Health and Lifestyle

Ghana losing babies to birth asphyxia

Accra, July 27, GNA- Forty-eight per cent of all under five mortality in the country are new-born deaths.

Accra, July 27, GNA- Forty-eight per cent of all under five mortality in the country are new-born deaths.

   Out of the number 30 per cent of these deaths are associated with birth asphyxia, the Ghana Health Service (GHS) has said.

   Birth asphyxia is a health condition that is caused as a result of the failure of a new-born to initiate and sustain a normal breathing at birth and it is also the major cause of convulsion in new-borns.

   The number of such cases are frightening and a major concern to stakeholders, especially, mothers and care givers, hence the need for focus and interventions during this critical period to ensure the improvement on the quality of care delivery systems in the country.

    This was made known at the 5th annual stakeholders conference held in Accra to take stock of the implementation of the national new-born strategy and action plan for 2014-2018 and chart the way forward.

     The theme for the three-day conference was: “Save me from asphyxia: help me breathe, help me live!”

    The conference is aimed at improving intra-partum monitoring for better neonatal outcomes.

     Addressing the participants, Dr Gloria Quansah Asare, Deputy Director General of GHS, said the conference would provide a platform to discuss issues affecting the health of new-borns and come out with key recommendations that would guide the national agenda for improving survival and development of all babies below one month of age.

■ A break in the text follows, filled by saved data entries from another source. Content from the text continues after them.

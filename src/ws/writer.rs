use futures_util::{Sink, SinkExt};
use kameo::prelude::{Actor, ActorRef, Context, Message as KameoMessage, WeakActorRef};
use tracing::debug;

use crate::core::{WebSocketError, WebSocketResult, WsFrame};

/// Writer actor that owns the transport sink and serializes writes.
///
/// Asked writes get the sink error back. A failed told write (the closing frame) stops the
/// actor; the reader side reports the broken socket.
pub struct WsWriterActor<W>
where
    W: Sink<WsFrame, Error = WebSocketError> + Send + Unpin + 'static,
{
    writer: W,
}

impl<W> WsWriterActor<W>
where
    W: Sink<WsFrame, Error = WebSocketError> + Send + Unpin + 'static,
{
    pub fn new(writer: W) -> Self {
        Self { writer }
    }
}

impl<W> Actor for WsWriterActor<W>
where
    W: Sink<WsFrame, Error = WebSocketError> + Send + Unpin + 'static,
{
    type Args = Self;
    type Error = WebSocketError;

    async fn on_start(args: Self::Args, _ctx: ActorRef<Self>) -> Result<Self, Self::Error> {
        Ok(args)
    }

    async fn on_stop(
        &mut self,
        _ctx: WeakActorRef<Self>,
        _reason: kameo::error::ActorStopReason,
    ) -> Result<(), Self::Error> {
        let _ = self.writer.close().await;
        Ok(())
    }

    fn on_panic(
        &mut self,
        _actor_ref: WeakActorRef<Self>,
        err: kameo::prelude::PanicError,
    ) -> impl std::future::Future<
        Output = Result<std::ops::ControlFlow<kameo::prelude::ActorStopReason>, Self::Error>,
    > + Send {
        async move {
            tracing::warn!(error = ?err, "websocket writer stopped");
            Ok(std::ops::ControlFlow::Break(
                kameo::prelude::ActorStopReason::Panicked(err),
            ))
        }
    }
}

pub struct WriterWrite {
    pub frame: WsFrame,
}

impl<W> KameoMessage<WriterWrite> for WsWriterActor<W>
where
    W: Sink<WsFrame, Error = WebSocketError> + Send + Unpin + 'static,
{
    type Reply = WebSocketResult<()>;

    async fn handle(
        &mut self,
        msg: WriterWrite,
        _ctx: &mut Context<Self, Self::Reply>,
    ) -> Self::Reply {
        debug!(target: "game-ws-writer", "sending websocket frame to wire");
        self.writer.send(msg.frame).await
    }
}
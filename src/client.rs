//! Server-side socket helper for local game servers, tests and demos.

use futures_util::{SinkExt, StreamExt};
use tokio::net::TcpStream;
use tokio_tungstenite::{WebSocketStream, accept_async_with_config};

use crate::core::{WebSocketBufferConfig, WebSocketError, WsFrame};
use crate::transport::tungstenite::{frame_to_msg, map_ws_error, msg_to_frame, websocket_config};

/// Accepted websocket peer, speaking [`WsFrame`]s.
pub struct WsClient {
    inner: WebSocketStream<TcpStream>,
}

impl WsClient {
    pub async fn send(&mut self, frame: WsFrame) -> Result<(), WebSocketError> {
        self.inner
            .send(frame_to_msg(frame))
            .await
            .map_err(|e| map_ws_error("write", e))
    }

    pub async fn send_text(&mut self, text: impl Into<String>) -> Result<(), WebSocketError> {
        self.send(WsFrame::text(text)).await
    }

    pub async fn next(&mut self) -> Option<Result<WsFrame, WebSocketError>> {
        self.inner
            .next()
            .await
            .map(|res| res.map(msg_to_frame).map_err(|e| map_ws_error("read", e)))
    }

    /// Send a close frame and flush.
    pub async fn close(&mut self, code: u16, reason: &str) -> Result<(), WebSocketError> {
        self.send(WsFrame::close(code, reason)).await
    }
}

/// Accept an incoming websocket connection with default buffer limits.
pub async fn accept_async(stream: TcpStream) -> Result<WsClient, WebSocketError> {
    accept_with_buffers(stream, WebSocketBufferConfig::default()).await
}

pub async fn accept_with_buffers(
    stream: TcpStream,
    buffers: WebSocketBufferConfig,
) -> Result<WsClient, WebSocketError> {
    let ws = accept_async_with_config(stream, Some(websocket_config(buffers)))
        .await
        .map_err(|err| WebSocketError::ConnectionFailed(err.to_string()))?;
    Ok(WsClient { inner: ws })
}
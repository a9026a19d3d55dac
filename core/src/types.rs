//! Domain types for the feed.
//!
//! # Design
//! `FeedItem` is a plain value object with no serde attributes. The wire
//! shape (`image` key, optional text fields) lives in the mapper's private
//! DTOs, so the domain type does not change when the payload format does.

use url::Url;
use uuid::Uuid;

/// A single feed entry.
#[derive(Debug, Clone, PartialEq, Eq, Hash)]
pub struct FeedItem {
    pub id: Uuid,
    pub description: Option<String>,
    pub location: Option<String>,
    pub image_url: Url,
}

impl FeedItem {
    pub fn new(
        id: Uuid,
        description: Option<String>,
        location: Option<String>,
        image_url: Url,
    ) -> Self {
        Self {
            id,
            description,
            location,
            image_url,
        }
    }
}
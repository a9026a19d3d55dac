//! Remote feed loading core.
//!
//! # Overview
//! Fetches a feed document with a single GET, classifies the outcome, and
//! decodes the `{"items": [...]}` payload into `FeedItem` values delivered to
//! a caller-supplied completion.
//!
//! # Design
//! - `HttpClient` is the only I/O seam. `RemoteFeedLoader` never touches the
//!   network itself, so its behaviour is testable with an in-memory spy.
//! - `FeedItemsMapper` is pure: status code plus body bytes in, result out.
//! - Callers only ever see `LoadError::Connectivity` or
//!   `LoadError::InvalidData`; transport and decode errors are normalised
//!   before delivery.
//! - `UreqHttpClient` (feature `ureq-client`) is a ready-made blocking
//!   transport that reports on a worker thread.

pub mod error;
pub mod http;
pub mod loader;
pub mod mapper;
pub mod types;
#[cfg(feature = "ureq-client")]
pub mod ureq_client;

pub use error::LoadError;
pub use http::{Completion, HttpClient, HttpClientResult, HttpResponse, TransportError};
pub use loader::{FeedLoader, LoadFeedResult, RemoteFeedLoader};
pub use mapper::FeedItemsMapper;
pub use types::FeedItem;
#[cfg(feature = "ureq-client")]
pub use ureq_client::UreqHttpClient;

     For this reason the aim of the meeting was to raise awareness among stakeholders on the need to prevent and manage adverse effects that happens during child birth including birth asphyxia, she said.

     She said the number of mortality cases recorded over the years, calls for strategic plan to be coined to reduce new-born deaths if not to end it.

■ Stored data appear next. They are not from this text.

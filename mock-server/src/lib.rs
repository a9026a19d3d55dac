use std::{env, sync::Arc};

use axum::{
    extract::{Path, State},
    http::StatusCode,
    routing::get,
    Json, Router,
};
use serde::{Deserialize, Serialize};
use thiserror::Error;
use tokio::{net::TcpListener, sync::RwLock};
use tracing::info;
use uuid::Uuid;

/// Wire form of a feed entry. Absent optional fields are omitted, not null.
#[derive(Clone, Debug, PartialEq, Eq, Serialize, Deserialize)]
pub struct FeedItem {
    pub id: Uuid,
    #[serde(default, skip_serializing_if = "Option::is_none")]
    pub description: Option<String>,
    #[serde(default, skip_serializing_if = "Option::is_none")]
    pub location: Option<String>,
    pub image: String,
}

#[derive(Clone, Debug, Serialize, Deserialize)]
pub struct FeedPayload {
    pub items: Vec<FeedItem>,
}

pub type Db = Arc<RwLock<Vec<FeedItem>>>;

const DEFAULT_HOST: &str = "127.0.0.1";
const DEFAULT_PORT: u16 = 3000;

#[derive(Debug, Error)]
pub enum ConfigError {
    #[error("invalid PORT {value:?}: {source}")]
    InvalidPort {
        value: String,
        source: std::num::ParseIntError,
    },
}

/// Listen address, read from `HOST` and `PORT`.
#[derive(Clone, Debug, PartialEq, Eq)]
pub struct Config {
    pub host: String,
    pub port: u16,
}

impl Config {
    pub fn from_env() -> Result<Self, ConfigError> {
        Self::from_vars(env::var("HOST").ok(), env::var("PORT").ok())
    }

    pub fn from_vars(host: Option<String>, port: Option<String>) -> Result<Self, ConfigError> {
        let port = match port {
            Some(value) => value
                .parse()
                .map_err(|source| ConfigError::InvalidPort { value, source })?,
            None => DEFAULT_PORT,
        };
        Ok(Self {
            host: host.unwrap_or_else(|| DEFAULT_HOST.to_string()),
            port,
        })
    }

    pub fn addr(&self) -> String {
        format!("{}:{}", self.host, self.port)
    }
}

pub fn app() -> Router {
    app_with_items(Vec::new())
}

pub fn app_with_items(items: Vec<FeedItem>) -> Router {
    let db: Db = Arc::new(RwLock::new(items));
    Router::new()
        .route("/feed", get(get_feed).put(replace_feed))
        .route("/status/{code}", get(status_only))
        .route("/invalid-json", get(invalid_json))
        .with_state(db)
}

pub async fn run(listener: TcpListener) -> Result<(), std::io::Error> {
    axum::serve(listener, app()).await
}

async fn get_feed(State(db): State<Db>) -> Json<FeedPayload> {
    let items = db.read().await;
    Json(FeedPayload {
        items: items.clone(),
    })
}

async fn replace_feed(State(db): State<Db>, Json(items): Json<Vec<FeedItem>>) -> StatusCode {
    info!(count = items.len(), "replacing feed items");
    *db.write().await = items;
    StatusCode::NO_CONTENT
}

/// Responds with `code` and an empty, well-formed feed body.
async fn status_only(
    Path(code): Path<u16>,
) -> Result<(StatusCode, Json<FeedPayload>), StatusCode> {
    let status = StatusCode::from_u16(code).map_err(|_| StatusCode::BAD_REQUEST)?;
    Ok((status, Json(FeedPayload { items: Vec::new() })))
}

async fn invalid_json() -> &'static str {
    "Invalid Json"
}
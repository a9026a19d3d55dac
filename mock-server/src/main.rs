use mock_server::Config;
use tokio::net::TcpListener;
use tracing::{info, warn};
use tracing_subscriber::{fmt, EnvFilter};

#[tokio::main]
async fn main() -> Result<(), std::io::Error> {
    if let Err(e) = fmt().with_env_filter(EnvFilter::from_default_env()).try_init() {
        warn!(error = %e, "tracing init failed");
    }

    let config = Config::from_env().map_err(std::io::Error::other)?;
    let addr = config.addr();
    let listener = TcpListener::bind(&addr).await?;
    info!(%addr, "listening");
    mock_server::run(listener).await
}
//! HTTP transport contract for the feed loader.
//!
//! # Design
//! `HttpClient` is a capability trait with a single `get` operation. The
//! implementer decides where and when the completion runs (worker thread,
//! event loop, or synchronously in a test double) and owns any timeout or
//! retry policy. The loader only distinguishes "a response arrived" from
//! "the transport failed".
//!
//! Responses are plain data: a status code and the raw body bytes. Headers
//! are not carried because nothing downstream reads them.

use std::error::Error;
use std::fmt;

use url::Url;

/// One-shot callback handed to an asynchronous operation.
pub type Completion<T> = Box<dyn FnOnce(T) + Send + 'static>;

/// Outcome of a single `HttpClient::get` call.
pub type HttpClientResult = Result<HttpResponse, TransportError>;

/// An HTTP response described as plain data.
#[derive(Debug, Clone, PartialEq, Eq)]
pub struct HttpResponse {
    pub status: u16,
    pub body: Vec<u8>,
}

impl HttpResponse {
    pub fn new(status: u16, body: impl Into<Vec<u8>>) -> Self {
        Self {
            status,
            body: body.into(),
        }
    }
}

/// Opaque transport failure.
///
/// Wraps whatever error the transport produced. The loader never inspects
/// it; it exists so transports can log or chain the underlying cause.
#[derive(Debug)]
pub struct TransportError(Box<dyn Error + Send + Sync + 'static>);

impl TransportError {
    pub fn new<E>(error: E) -> Self
    where
        E: Into<Box<dyn Error + Send + Sync + 'static>>,
    {
        Self(error.into())
    }
}

impl fmt::Display for TransportError {
    fn fmt(&self, f: &mut fmt::Formatter<'_>) -> fmt::Result {
        write!(f, "transport error: {}", self.0)
    }
}

impl Error for TransportError {
    fn source(&self) -> Option<&(dyn Error + 'static)> {
        Some(&*self.0)
    }
}

/// Performs a single GET and reports exactly one outcome.
///
/// Implementations must call `completion` exactly once per `get` call and
/// must not retry on their own behalf. Concurrent calls are independent.
pub trait HttpClient: Send + Sync {
    fn get(&self, url: &Url, completion: Completion<HttpClientResult>);
}

#[cfg(test)]
mod tests {
    use super::*;

    #[test]
    fn transport_error_wraps_message() {
        let err = TransportError::new("connection refused");
        assert_eq!(err.to_string(), "transport error: connection refused");
        assert_eq!(err.source().unwrap().to_string(), "connection refused");
    }

    #[test]
    fn transport_error_wraps_io_error() {
        let io = std::io::Error::new(std::io::ErrorKind::TimedOut, "timed out");
        let err = TransportError::new(io);
        assert!(err.to_string().contains("timed out"));
    }

    #[test]
    fn response_from_str_body() {
        let response = HttpResponse::new(200, "{}");
        assert_eq!(response.status, 200);
        assert_eq!(response.body, b"{}".to_vec());
    }
}
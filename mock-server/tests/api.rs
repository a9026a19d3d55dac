use axum::http::{self, Request, StatusCode};
use http_body_util::BodyExt;
use mock_server::{app, app_with_items, FeedItem, FeedPayload};
use tower::ServiceExt;
use uuid::Uuid;

async fn body_json<T: serde::de::DeserializeOwned>(response: axum::response::Response) -> T {
    let bytes = response.into_body().collect().await.unwrap().to_bytes();
    serde_json::from_slice(&bytes).unwrap()
}

async fn body_bytes(response: axum::response::Response) -> bytes::Bytes {
    response.into_body().collect().await.unwrap().to_bytes()
}

fn get_request(uri: &str) -> Request<String> {
    Request::builder().uri(uri).body(String::new()).unwrap()
}

fn json_request(method: &str, uri: &str, body: &str) -> Request<String> {
    Request::builder()
        .method(method)
        .uri(uri)
        .header(http::header::CONTENT_TYPE, "application/json")
        .body(body.to_string())
        .unwrap()
}

fn item(description: Option<&str>) -> FeedItem {
    FeedItem {
        id: Uuid::new_v4(),
        description: description.map(str::to_string),
        location: None,
        image: "https://a-url.com".to_string(),
    }
}

// --- feed ---

#[tokio::test]
async fn feed_empty() {
    let resp = app().oneshot(get_request("/feed")).await.unwrap();

    assert_eq!(resp.status(), StatusCode::OK);
    let payload: FeedPayload = body_json(resp).await;
    assert!(payload.items.is_empty());
}

#[tokio::test]
async fn feed_serves_seeded_items_in_order() {
    let items = vec![item(None), item(Some("second"))];
    let resp = app_with_items(items.clone())
        .oneshot(get_request("/feed"))
        .await
        .unwrap();

    assert_eq!(resp.status(), StatusCode::OK);
    let payload: FeedPayload = body_json(resp).await;
    assert_eq!(payload.items, items);
}

#[tokio::test]
async fn feed_omits_absent_optional_keys() {
    let resp = app_with_items(vec![item(None)])
        .oneshot(get_request("/feed"))
        .await
        .unwrap();

    let json: serde_json::Value = body_json(resp).await;
    let entry = &json["items"][0];
    assert!(entry.get("description").is_none());
    assert!(entry.get("location").is_none());
    assert_eq!(entry["image"], "https://a-url.com");
}

#[tokio::test]
async fn replace_feed_returns_204_and_is_served() {
    use tower::Service;

    let mut app = app().into_service();
    let new_items = vec![item(Some("fresh"))];
    let body = serde_json::to_string(&new_items).unwrap();

    let resp = ServiceExt::ready(&mut app)
        .await
        .unwrap()
        .call(json_request("PUT", "/feed", &body))
        .await
        .unwrap();
    assert_eq!(resp.status(), StatusCode::NO_CONTENT);

    let resp = ServiceExt::ready(&mut app)
        .await
        .unwrap()
        .call(get_request("/feed"))
        .await
        .unwrap();
    let payload: FeedPayload = body_json(resp).await;
    assert_eq!(payload.items, new_items);
}

#[tokio::test]
async fn replace_feed_malformed_json_returns_422() {
    let resp = app()
        .oneshot(json_request("PUT", "/feed", r#"[{"image":"https://a-url.com"}]"#))
        .await
        .unwrap();

    assert_eq!(resp.status(), StatusCode::UNPROCESSABLE_ENTITY);
}

// --- status ---

#[tokio::test]
async fn status_route_echoes_code_with_empty_feed() {
    for code in [201u16, 400, 500] {
        let resp = app()
            .oneshot(get_request(&format!("/status/{code}")))
            .await
            .unwrap();

        assert_eq!(resp.status().as_u16(), code);
        let payload: FeedPayload = body_json(resp).await;
        assert!(payload.items.is_empty());
    }
}

#[tokio::test]
async fn status_route_rejects_out_of_range_code() {
    let resp = app().oneshot(get_request("/status/1000")).await.unwrap();
    assert_eq!(resp.status(), StatusCode::BAD_REQUEST);
}

#[tokio::test]
async fn status_route_rejects_non_numeric_code() {
    let resp = app().oneshot(get_request("/status/ok")).await.unwrap();
    assert_eq!(resp.status(), StatusCode::BAD_REQUEST);
}

// --- invalid json ---

#[tokio::test]
async fn invalid_json_route_is_200_with_non_json_body() {
    let resp = app().oneshot(get_request("/invalid-json")).await.unwrap();

    assert_eq!(resp.status(), StatusCode::OK);
    let body = body_bytes(resp).await;
    assert_eq!(&body[..], b"Invalid Json");
    assert!(serde_json::from_slice::<serde_json::Value>(&body).is_err());
}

      Dr Christabel Enweronu-Laryea, the Head Paediatrician at the Department of Child Health, Korle-Bu Teaching Hospital, in her overview said asphyxia could be caused due to problems within the uterus, placenta, umbilical cord and foetus as well as nature.

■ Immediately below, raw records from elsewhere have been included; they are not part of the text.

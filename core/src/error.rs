//! Error types surfaced to feed loader callers.
//!
//! # Design
//! The taxonomy is closed: either the exchange never
//! completed (`Connectivity`) or it completed with something that is not a
//! feed (`InvalidData`). Raw transport and JSON errors never reach callers;
//! they are logged and collapsed into one of these two variants.

use thiserror::Error;

/// Classified failure of a single `load` call.
#[derive(Debug, Clone, Copy, PartialEq, Eq, Hash, Error)]
pub enum LoadError {
    /// The transport failed before a response was received.
    #[error("connectivity error")]
    Connectivity,

    /// A response arrived but its status or body is not a valid feed.
    #[error("invalid data")]
    InvalidData,
}
//! Feed loading over an `HttpClient`.
//!
//! # Design
//! `RemoteFeedLoader` owns its URL and shares the client through an `Arc`
//! the caller also holds. Each `load` issues one GET and hands the client a
//! continuation that captures only a `Weak` handle to the loader's liveness
//! token, never the loader itself. Dropping the loader therefore suppresses
//! any delivery still in flight without aborting the transport.

use std::sync::{Arc, Weak};

use tracing::debug;
use url::Url;

use crate::error::LoadError;
use crate::http::{Completion, HttpClient, HttpClientResult};
use crate::mapper::FeedItemsMapper;
use crate::types::FeedItem;

/// Result delivered to a `load` completion.
pub type LoadFeedResult = Result<Vec<FeedItem>, LoadError>;

/// Anything that can produce the feed asynchronously.
pub trait FeedLoader {
    /// Starts a load. `completion` runs exactly once while the loader is
    /// alive, and never after it has been dropped.
    fn load(&self, completion: Completion<LoadFeedResult>);
}

/// Loads the feed from a fixed URL through an `HttpClient`.
///
/// Construction performs no I/O. Every `load` call issues its own GET; calls
/// are neither coalesced nor cancelled by later ones.
pub struct RemoteFeedLoader<C: ?Sized> {
    url: Url,
    client: Arc<C>,
    alive: Arc<()>,
}

impl<C: HttpClient + ?Sized> RemoteFeedLoader<C> {
    pub fn new(url: Url, client: Arc<C>) -> Self {
        Self {
            url,
            client,
            alive: Arc::new(()),
        }
    }
}

impl<C: HttpClient + ?Sized> FeedLoader for RemoteFeedLoader<C> {
    fn load(&self, completion: Completion<LoadFeedResult>) {
        let alive: Weak<()> = Arc::downgrade(&self.alive);
        debug!(url = %self.url, "requesting feed");

        self.client.get(
            &self.url,
            Box::new(move |result| {
                // Stays upgraded until the completion returns.
                let Some(_alive) = alive.upgrade() else {
                    debug!("loader dropped before response arrived; discarding result");
                    return;
                };
                completion(map_client_result(result));
            }),
        );
    }
}

impl<C: ?Sized> std::fmt::Debug for RemoteFeedLoader<C> {
    fn fmt(&self, f: &mut std::fmt::Formatter<'_>) -> std::fmt::Result {
        f.debug_struct("RemoteFeedLoader")
            .field("url", &self.url.as_str())
            .finish_non_exhaustive()
    }
}

fn map_client_result(result: HttpClientResult) -> LoadFeedResult {
    match result {
        Ok(response) => FeedItemsMapper::map(&response.body, response.status),
        Err(e) => {
            debug!(error = %e, "feed request failed");
            Err(LoadError::Connectivity)
        }
    }
}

       She said the situation though worrisome could be averted if pregnant women are monitored properly and given the needed medical attention upon delivery.

      Mothers therefore need a lot of preparedness says Dr Enweronu-Laryea, since this could happen around the time before, during and soon after birth and at everywhere and level.

      “We need effective monitoring of labour process in such cases to avoid any complications.”

      She advised that birth asphyxia be viewed as an opportunity to improve the overall healthcare delivery systems in the country to prevent these occurrences.

       Dr Enweronu-Laryea said a total of 10,166 babies died in 2015 due to birth asphyxia and as a result there was “the need for an interplay between policy, politics and health system to save the situation.

      Dr Isabella Sagoe-Moses, the Deputy Director in charge of Reproductive and Child Health at GHS said the National New-born Sub-committee launched two years ago had identified 14 health strategies to help address neonatal deaths.

       She said the implementation of the strategies has since helped in the slight reduction of the number of deaths, saying “there is the need to bring on board all stakeholder partners and institution to improve data quality”.

       Nana Oye Lithur, Minister of Gender, Children and Social Protection, expressed government’s commitment in working to ensure that labour and delivery are monitored efficiently to reduce infant mortality.

       Mr Alex Segbefia, Minister of Health, in a speech read on his behalf said investing in new-borns means investing in the foundations of the future of this nation, the foundations for sustainable national growth, development and progress.

       He said failure to prevent birth asphyxia therefore, had the tendency to result in some babies who would survive the condition but left with permanent brain injuries of various severities.

       “As policy makers, health workers, families, religious leaders, traditional leaders and communities we all have the moral and ethical responsibility to contribute and support in preventing the occurrences of this burdensome condition of birth asphyxia in our new-borns,” the Minister said.

     The partners for the initiative included UNICEF, USAID, World Health Organisation, Colombia, Israel, Path, Ubora, midwives, doctors, and nurses among others.